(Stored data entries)
use criterion::{black_box, criterion_group, criterion_main, BatchSize, Criterion};
use ua_nodestore::{Node, NodeHeader, NodeId, ObjectAttributes, Store};

fn object(id: NodeId) -> Node {
    Node::Object(
        NodeHeader::new("Obj").with_id(id),
        ObjectAttributes { event_notifier: 0 },
    )
}

fn criterion_benchmark(c: &mut Criterion) {
    let _ = env_logger::try_init();

    {
        let mut group = c.benchmark_group("insert");
        group.bench_function("distinct ids", |b| {
            let store = Store::new();
            let mut next = 0u32;
            b.iter_batched(
                || {
                    next += 1;
                    object(NodeId::numeric(3, next))
                },
                |node| store.insert(black_box(node), false).unwrap(),
                BatchSize::SmallInput,
            );
        });
        group.bench_function("auto id", |b| {
            let store = Store::new();
            b.iter_batched(
                || {
                    let mut header = NodeHeader::new("Obj");
                    header.node_id = None;
                    Node::Object(header, ObjectAttributes { event_notifier: 0 })
                },
                |node| store.insert(black_box(node), false).unwrap(),
                BatchSize::SmallInput,
            );
        });
    }

    {
        let mut group = c.benchmark_group("get");
        const N: u32 = 10_000;
        let store = Store::new();
        for i in 0..N {
            store
                .insert(object(NodeId::numeric(3, i)), false)
                .unwrap();
        }
        group.bench_function("present", |b| {
            let mut i = 0u32;
            b.iter(|| {
                i = (i + 1) % N;
                black_box(store.get(&NodeId::numeric(3, i)))
            });
        });
        group.bench_function("absent", |b| {
            b.iter(|| black_box(store.get(&NodeId::numeric(3, N + 1))));
        });
    }

    {
        let mut group = c.benchmark_group("remove");
        group.bench_function("present", |b| {
            let store = Store::new();
            let mut next = 0u32;
            b.iter_batched(
                || {
                    next += 1;
                    let id = NodeId::numeric(3, next);
                    store.insert(object(id.clone()), false).unwrap();
                    id
                },
                |id| store.remove(black_box(&id)).unwrap(),
                BatchSize::SmallInput,
            );
        });
    }

    {
        let mut group = c.benchmark_group("iterate");
        const N: u32 = 10_000;
        let store = Store::new();
        for i in 0..N {
            store
                .insert(object(NodeId::numeric(3, i)), false)
                .unwrap();
        }
        group.bench_function("snapshot all", |b| {
            b.iter(|| {
                for entry in store.iterate() {
                    black_box(entry.node_class());
                }
            });
        });
    }

    {
        use std::sync::Arc;
        use std::thread;

        let mut group = c.benchmark_group("concurrent get");
        const READERS: usize = 4;
        const N: u32 = 10_000;
        let store = Arc::new(Store::new());
        for i in 0..N {
            store
                .insert(object(NodeId::numeric(3, i)), false)
                .unwrap();
        }
        group.bench_function("readers contend on no locks", |b| {
            b.iter(|| {
                let handles: Vec<_> = (0..READERS)
                    .map(|r| {
                        let store = Arc::clone(&store);
                        thread::spawn(move || {
                            for i in 0..N {
                                black_box(store.get(&NodeId::numeric(3, (i + r as u32) % N)));
                            }
                        })
                    })
                    .collect();
                for h in handles {
                    h.join().unwrap();
                }
            });
        });
    }
}

criterion_group!(benches, criterion_benchmark);
criterion_main!(benches);
// https://github.com/rust-lang/rfcs/blob/master/text/2585-unsafe-block-in-unsafe-fn.md
#![deny(unsafe_op_in_unsafe_fn)]

//! A concurrent, in-memory address-space store for an OPC UA information
//! model: a `NodeId`-keyed map from node identifiers to nodes, built so
//! that `get`/`iterate` never block and never take a lock, while
//! `insert`/`replace`/`remove` serialize only against the specific entries
//! they touch.
//!
//! The module layout mirrors the dependency order of the data structures
//! themselves: node identity and content (`nodeid`, `node`) at the bottom,
//! the refcounted storage record built on top of them (`refcount`,
//! `entry`), the lock-free resizable hash index as a peer of the
//! reclamation engine (`index`, which leans on `crossbeam_epoch` directly
//! rather than a separate hand-rolled epoch module), and the public
//! `Store` façade on top of all of it.

mod config;
mod entry;
mod error;
mod index;
mod node;
mod nodeid;
mod refcount;
mod store;

pub use config::StoreConfig;
pub use error::StoreError;
pub use node::{
    DataTypeAttributes, DataValue, MethodAttributes, Node, NodeClass, NodeHeader,
    ObjectAttributes, ObjectTypeAttributes, Reference, ReferenceTypeAttributes, StatusCode,
    Variant, VariableAttributes, VariableTypeAttributes, ViewAttributes,
};
pub use nodeid::NodeId;
pub use store::{Borrow, Iter, Store};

_TRY IT_
Your reply should be one number, the count of lines in the data that include the word "block".

_RESPONSE TO THE TASK_
2